* THE TASK:
Within the material below, count how many lines contain "Debug". Answer with only that number.

* EXTRACTED ENTRIES:
- - - -

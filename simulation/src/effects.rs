//! Transient tracer and blast effects kept purely for drawing.

use skirmish_core::{CellCoord, CellPoint, EffectKind, EffectSnapshot};
use skirmish_world::TerrainGrid;

use crate::tuning::EffectTuning;

#[derive(Clone, Debug, PartialEq)]
struct Effect {
    kind: EffectKind,
    position: CellPoint,
    velocity: (f32, f32),
    radius: f32,
    max_radius: f32,
    remaining_frames: u32,
}

/// Pool of live effects, pruned every frame.
#[derive(Clone, Debug, Default, PartialEq)]
pub(crate) struct EffectPool {
    effects: Vec<Effect>,
}

impl EffectPool {
    /// Launches a tracer from `from` toward `to`.
    pub(crate) fn spawn_tracer(&mut self, tuning: &EffectTuning, from: CellCoord, to: CellCoord) {
        let origin = CellPoint::cell_center(from);
        let rows = (to.row() - from.row()) as f32;
        let columns = (to.column() - from.column()) as f32;
        let length = (rows * rows + columns * columns).sqrt().max(f32::EPSILON);
        self.effects.push(Effect {
            kind: EffectKind::Tracer,
            position: origin,
            velocity: (rows / length * tuning.speed, columns / length * tuning.speed),
            radius: 0.0,
            max_radius: 0.0,
            remaining_frames: tuning.lifetime_frames,
        });
    }

    /// Starts a blast growing out of `center` up to `radius` cells.
    pub(crate) fn spawn_blast(&mut self, tuning: &EffectTuning, center: CellCoord, radius: u32) {
        self.effects.push(Effect {
            kind: EffectKind::Blast,
            position: CellPoint::cell_center(center),
            velocity: (0.0, 0.0),
            radius: 0.0,
            max_radius: radius as f32,
            remaining_frames: tuning.lifetime_frames,
        });
    }

    /// Ages every effect by one frame and drops the expired ones.
    ///
    /// Tracers also expire when they enter rock, water or leave the board.
    pub(crate) fn advance(&mut self, tuning: &EffectTuning, terrain: &TerrainGrid) {
        for effect in &mut self.effects {
            effect.remaining_frames = effect.remaining_frames.saturating_sub(1);
            match effect.kind {
                EffectKind::Tracer => {
                    effect.position = CellPoint::new(
                        effect.position.row() + effect.velocity.0,
                        effect.position.column() + effect.velocity.1,
                    );
                    if !terrain.passable(effect.position.containing_cell()) {
                        effect.remaining_frames = 0;
                    }
                }
                EffectKind::Blast => {
                    effect.radius = (effect.radius + tuning.speed).min(effect.max_radius);
                }
            }
        }
        self.effects.retain(|effect| effect.remaining_frames > 0);
    }

    pub(crate) fn snapshots(&self) -> Vec<EffectSnapshot> {
        self.effects
            .iter()
            .map(|effect| EffectSnapshot {
                kind: effect.kind,
                position: effect.position,
                radius: effect.radius,
                remaining_frames: effect.remaining_frames,
            })
            .collect()
    }
}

- - - -

* RESPONSE AREA:
2